Lt Gen Dushyant Singh, PVSM, AVSM, expressed handled Theme-1. Some of the relevant points were as follows: –

  • Since both countries are nuclear armed the nature of operations will be in the backdrop of such a condition.
  • China is facing many challenges at the moment, some of these are as follows: –
    • Economic slow down in post pandemic period.
    • Climate change is impacting water security resulting into food security- China has imported about 8.1% of food grains in 2021 which is grown at the rate of about 4.99 % over the previous year.
    • There is a slowdown in the real estate- property investment fell for the first time in 2022 since records began in 1999.

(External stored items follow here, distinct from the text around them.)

//! The line-scanning front end: turns a compiled pattern and a [`Source`]
//! of lines into printed matches and an overall "did anything match"
//! result. Deliberately thin — matching itself is entirely
//! `tinygrep_engine::search_line`; this module only does I/O and formatting.

use std::fs;
use std::io::{self, BufRead, Write};
use std::path::PathBuf;

use tinygrep_core::MatchNode;
use tinygrep_engine::{self, MatchOutcome, DEFAULT_STEP_BUDGET};
use walkdir::WalkDir;

use crate::error::CliError;

/// Where lines come from, one variant per CLI surface.
pub enum Source {
    /// `prog -E <pattern>`: a single line read from standard input.
    Stdin,
    /// `prog -E <pattern> <file>...`
    Files(Vec<PathBuf>),
    /// `prog -r -E <pattern> <dir>`
    Recursive(PathBuf),
}

impl Source {
    /// Classify `paths` (and the `--recursive` flag) into a [`Source`],
    /// validating the directory/file distinction up front so the rest of
    /// the front end never has to special-case a bad path mid-search.
    pub fn classify(paths: Vec<PathBuf>, recursive: bool) -> Result<Self, CliError> {
        if recursive {
            let mut iter = paths.into_iter();
            let dir = iter.next().ok_or(CliError::RecursiveRequiresSingleDirectory)?;
            if iter.next().is_some() {
                return Err(CliError::RecursiveRequiresSingleDirectory);
            }
            if !dir.is_dir() {
                return Err(CliError::NotADirectory {
                    path: dir.display().to_string(),
                });
            }
            return Ok(Source::Recursive(dir));
        }

        if paths.is_empty() {
            return Ok(Source::Stdin);
        }

        for path in &paths {
            if path.is_dir() {
                return Err(CliError::IsADirectory {
                    path: path.display().to_string(),
                });
            }
        }
        Ok(Source::Files(paths))
    }
}

/// Run the search described by `source` against `root`, writing matches (or
/// debug lines) to `out`. Returns whether any line anywhere matched.
pub fn run(
    root: &MatchNode,
    source: Source,
    debug: bool,
    out: &mut impl Write,
) -> Result<bool, CliError> {
    match source {
        Source::Stdin => search_stdin(root, debug, out),
        Source::Files(paths) => {
            let prefix = paths.len() > 1;
            let mut any_match = false;
            for path in paths {
                if search_file(root, &path, prefix, debug, out)? {
                    any_match = true;
                }
            }
            Ok(any_match)
        }
        Source::Recursive(dir) => search_directory(root, &dir, debug, out),
    }
}

fn search_stdin(root: &MatchNode, debug: bool, out: &mut impl Write) -> Result<bool, CliError> {
    let mut line = String::new();
    io::stdin()
        .lock()
        .read_line(&mut line)
        .map_err(|source| CliError::UnreadableStdin { source })?;
    let line = line.trim_end_matches(['\n', '\r']);

    let outcome = match_line(root, line)?;
    if debug {
        write_debug_line(out, "<stdin>", 1, line, outcome.as_ref());
    }
    Ok(outcome.is_some())
}

fn search_file(
    root: &MatchNode,
    path: &std::path::Path,
    prefix: bool,
    debug: bool,
    out: &mut impl Write,
) -> Result<bool, CliError> {
    let label = path.display().to_string();
    let contents = fs::read_to_string(path).map_err(|source| CliError::UnreadablePath {
        path: label.clone(),
        source,
    })?;

    let mut any_match = false;
    for (lineno, line) in contents.lines().enumerate() {
        let outcome = match_line(root, line)?;
        if debug {
            write_debug_line(out, &label, lineno + 1, line, outcome.as_ref());
        } else if outcome.is_some() {
            if prefix {
                let _ = writeln!(out, "{label}:{line}");
            } else {
                let _ = writeln!(out, "{line}");
            }
        }
        any_match |= outcome.is_some();
    }
    Ok(any_match)
}

fn search_directory(
    root: &MatchNode,
    dir: &std::path::Path,
    debug: bool,
    out: &mut impl Write,
) -> Result<bool, CliError> {
    let mut any_match = false;
    for entry in WalkDir::new(dir)
        .into_iter()
        .filter_map(|e| e.ok())
        .filter(|e| e.file_type().is_file())
    {
        // Recursive mode always prefixes with the path, even for a lone
        // matching file, so `prefix` is unconditionally true here.
        if search_file(root, entry.path(), true, debug, out)? {
            any_match = true;
        }
    }
    Ok(any_match)
}

fn match_line(root: &MatchNode, line: &str) -> Result<Option<MatchOutcome>, CliError> {
    tinygrep_engine::search_line(root, line, Some(DEFAULT_STEP_BUDGET))
        .map_err(|source| CliError::Engine { source })
}

/// `--debug` format: one line per input line, unstable on purpose. Not
/// meant to be parsed by scripts.
fn write_debug_line(
    out: &mut impl Write,
    label: &str,
    lineno: usize,
    line: &str,
    outcome: Option<&MatchOutcome>,
) {
    match outcome {
        None => {
            let _ = writeln!(out, "{label}:{lineno}: no match");
        }
        Some(outcome) => {
            let captures: Vec<String> = outcome
                .captures
                .iter()
                .map(|c| match c {
                    Some(span) => format!("{:?}", span.slice(line)),
                    None => "<unset>".to_string(),
                })
                .collect();
            if captures.is_empty() {
                let _ = writeln!(out, "{label}:{lineno}: match");
            } else {
                let _ = writeln!(out, "{label}:{lineno}: match captures={captures:?}");
            }
        }
    }
}

#[cfg(test)]
mod search_tests {
    use super::*;

    fn root(pattern: &str) -> MatchNode {
        tinygrep_parser::parse(pattern).unwrap()
    }

    #[test]
    fn classify_defaults_to_stdin_with_no_paths() {
        assert!(matches!(
            Source::classify(vec![], false).unwrap(),
            Source::Stdin
        ));
    }

    #[test]
    fn classify_rejects_directory_without_recursive() {
        let dir = tempfile::tempdir().unwrap();
        let err = Source::classify(vec![dir.path().to_path_buf()], false).unwrap_err();
        assert!(matches!(err, CliError::IsADirectory { .. }));
    }

    #[test]
    fn classify_rejects_recursive_with_multiple_paths() {
        let dir = tempfile::tempdir().unwrap();
        let err =
            Source::classify(vec![dir.path().to_path_buf(), dir.path().to_path_buf()], true)
                .unwrap_err();
        assert!(matches!(err, CliError::RecursiveRequiresSingleDirectory));
    }

    #[test]
    fn classify_rejects_recursive_over_a_file() {
        let dir = tempfile::tempdir().unwrap();
        let file_path = dir.path().join("a.txt");
        fs::write(&file_path, "hello\n").unwrap();
        let err = Source::classify(vec![file_path], true).unwrap_err();
        assert!(matches!(err, CliError::NotADirectory { .. }));
    }

    #[test]
    fn single_file_has_no_filename_prefix() {
        let dir = tempfile::tempdir().unwrap();
        let file_path = dir.path().join("a.txt");
        fs::write(&file_path, "the cat sat\nno match here\n").unwrap();

        let pattern = root("cat");
        let mut out = Vec::new();
        let matched = run(&pattern, Source::Files(vec![file_path]), false, &mut out).unwrap();
        assert!(matched);
        assert_eq!(String::from_utf8(out).unwrap(), "the cat sat\n");
    }

    #[test]
    fn multiple_files_get_filename_prefix() {
        let dir = tempfile::tempdir().unwrap();
        let a = dir.path().join("a.txt");
        let b = dir.path().join("b.txt");
        fs::write(&a, "dogs bark\n").unwrap();
        fs::write(&b, "no animals\n").unwrap();

        let pattern = root("dogs");
        let mut out = Vec::new();
        let matched = run(&pattern, Source::Files(vec![a.clone(), b]), false, &mut out).unwrap();
        assert!(matched);
        let rendered = String::from_utf8(out).unwrap();
        assert!(rendered.starts_with(&format!("{}:", a.display())));
    }

    #[test]
    fn recursive_walk_finds_nested_files() {
        let dir = tempfile::tempdir().unwrap();
        let nested = dir.path().join("nested");
        fs::create_dir(&nested).unwrap();
        fs::write(dir.path().join("top.txt"), "nothing relevant\n").unwrap();
        fs::write(nested.join("deep.txt"), "a match here\n").unwrap();

        let pattern = root("match");
        let mut out = Vec::new();
        let matched = run(
            &pattern,
            Source::Recursive(dir.path().to_path_buf()),
            false,
            &mut out,
        )
        .unwrap();
        assert!(matched);
        let rendered = String::from_utf8(out).unwrap();
        assert!(rendered.contains("deep.txt:a match here"));
    }

    #[test]
    fn debug_mode_reports_every_line_and_captures() {
        let dir = tempfile::tempdir().unwrap();
        let file_path = dir.path().join("a.txt");
        fs::write(&file_path, "dogs bark\ncats too\n").unwrap();

        let pattern = root("(cat|dog)s");
        let mut out = Vec::new();
        run(&pattern, Source::Files(vec![file_path]), true, &mut out).unwrap();
        let rendered = String::from_utf8(out).unwrap();
        let mut lines = rendered.lines();
        assert!(lines.next().unwrap().contains("match captures"));
        assert!(lines.next().unwrap().contains("match captures"));
    }

    #[test]
    fn debug_mode_reports_no_match_lines_too() {
        let dir = tempfile::tempdir().unwrap();
        let file_path = dir.path().join("a.txt");
        fs::write(&file_path, "nothing relevant\n").unwrap();

        let pattern = root("dogs");
        let mut out = Vec::new();
        run(&pattern, Source::Files(vec![file_path]), true, &mut out).unwrap();
        let rendered = String::from_utf8(out).unwrap();
        assert!(rendered.trim_end().ends_with("no match"));
    }
}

    • Flight of technology companies has started- in Aug 2022, the factory activity contracted for a second month in succession.

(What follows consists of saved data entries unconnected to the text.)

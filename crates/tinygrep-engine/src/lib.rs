//! Recursive backtracking matcher and driver for the tinygrep pattern dialect.
//!
//! [`search_line`] is the public entry point: given a compiled pattern and a
//! line of text, it applies the retry-at-each-position policy and returns
//! the first match, if any, with its captures.

mod driver;
mod error;
mod matcher;

pub use driver::search_line;
pub use error::EngineError;
pub use matcher::{MatchOutcome, DEFAULT_STEP_BUDGET};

  • That Pakistan made it to the top 10 failed states index of the Foreign Policy magazine was perhaps expected (from #34 last year to #9 this year), but what surprised many was China’s slide to #54, compared to #93 position for India.
  • India is growing economically and by some estimates is likely to become third largest economy by 2035 and as per OECD baseline projections likely to overtake the US in terms of the size of GDP in purchasing power parity terms by 2040.
  • Options for China
    • Grey zone operations at local level- current state of unarmed combat may continue.
    • Short intense operations over a limited area.
    • Present Chinese regime thinks India is a low hanging fruit- this thought process may tempt China to go ahead with a kind of mis adventure against India.
    • Limits of conflict may extend to Uttarakhand and Arunachal Pradesh.
  • Indian Response Strategy should be based on following: –
    • Mobilization of reserves is critical- speed of infrastructure build-up needs to be enhanced-
    • India needs to be ready for grey zone warfare- major element of Chinese strategy will be based on info warfare, cyber-attacks- nimble footed diplomacy besides military-based response will have to be factored in the response strategy: creating an integrated organisation to deal with grey zone warfare unleashed by China will give rich dividends. Also, Defence Intelligence Agency needs to be given additional statutory power to improve its effectiveness.
    • Establishment of integrated theatre commands will enhance the effectiveness of the response. To further add to it ISR capability and capability for the inter theatre command needs to be enhanced. Integrated space-based capability and capability to retain domination in the maritime domain will have to be built/strengthened.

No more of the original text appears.